Fatty acids are readily available and renewable compounds that have been targeted by the biofuel industry. They include highly reduced, aliphatic moieties that mimic the hydrocarbon components of petroleum-derived fuels. However, the carboxylic moiety of the fatty acid molecules is not compatible with model fuels and needs to be modified, for example by esterification, reduction, or decarboxylation. Thus, fatty acids and their intermediates need to be converted into a range of industrially relevant compounds, such asalkyl esters, alcohols, methyl ketones, alkanes, and alkenes (Beller HR et al., Nat Prod Rep 2015, 32, 1508).
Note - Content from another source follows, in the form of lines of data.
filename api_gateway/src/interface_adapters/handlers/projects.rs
use crate::domain::{GatewayError, Project};
use crate::interface_adapters::extract::{JsonBody, PathParam};
use crate::interface_adapters::protocol::{CreateProjectRequest, UpdateProjectRequest, Validate};
use crate::interface_adapters::state::AppState;
use axum::{Json, extract::State, http::StatusCode};
use std::sync::Arc;

#[tracing::instrument(name = "list_projects", skip_all)]
pub async fn list(State(state): State<Arc<AppState>>) -> Result<Json<Vec<Project>>, GatewayError> {
    let projects = state.projects.list_projects().await?;
    Ok(Json(projects))
}

#[tracing::instrument(name = "get_project", skip_all, fields(project_id = id))]
pub async fn get(
    State(state): State<Arc<AppState>>,
    PathParam(id): PathParam<i64>,
) -> Result<Json<Project>, GatewayError> {
    let project = state.projects.get_project(id).await?;
    Ok(Json(project))
}

#[tracing::instrument(name = "create_project", skip_all)]
pub async fn create(
    State(state): State<Arc<AppState>>,
    JsonBody(body): JsonBody<CreateProjectRequest>,
) -> Result<(StatusCode, Json<Project>), GatewayError> {
    body.validate()?;

    let project = state.projects.create_project(body.into()).await?;

    tracing::info!(project_id = project.id, "project created.");
    Ok((StatusCode::CREATED, Json(project)))
}

#[tracing::instrument(name = "update_project", skip_all, fields(project_id = id))]
pub async fn update(
    State(state): State<Arc<AppState>>,
    PathParam(id): PathParam<i64>,
    JsonBody(body): JsonBody<UpdateProjectRequest>,
) -> Result<Json<Project>, GatewayError> {
    body.validate()?;

    let project = state.projects.update_project(id, body.into()).await?;
    Ok(Json(project))
}

#[tracing::instrument(name = "delete_project", skip_all, fields(project_id = id))]
pub async fn delete(
    State(state): State<Arc<AppState>>,
    PathParam(id): PathParam<i64>,
) -> Result<StatusCode, GatewayError> {
    state.projects.delete_project(id).await?;

    tracing::info!("project deleted.");
    Ok(StatusCode::NO_CONTENT)
}
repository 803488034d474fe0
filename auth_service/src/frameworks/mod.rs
pub mod config;
pub mod db;
pub mod server;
Besides fatty acids and parent compounds, isoprenoids are now used as biofuels after a great development in microbial engineering to process their biosynthesis by bacteria, primarily E. coli. Now, several compounds are produced which may be used also as gasoline, diesel, and jet fuels (George KW et al., Adv Biochem Eng/Biotechnol 2015,148, 355).






Despite precise written sources, the concept of using vegetal oil as an engine fuel likely dates when Rudolf Diesel (1858-1913) developed the first engine to run on peanut oil, as he demonstrated at the World Exhibition in Paris in 1900. Unfortunately, R. Diesel died 1913 before his vision of a vegetable oil powered engine was fully realized.



Rudolf Diesel


Rudolf Diesel firmly believed the utilization of a biomass fuel to be the real future of his engine. He wanted to provide farmers the opportunity to produce their own fuel. In 1911, he said “The diesel engine can be fed with vegetable oils and would help considerably in the development of agriculture of the countries which use it”.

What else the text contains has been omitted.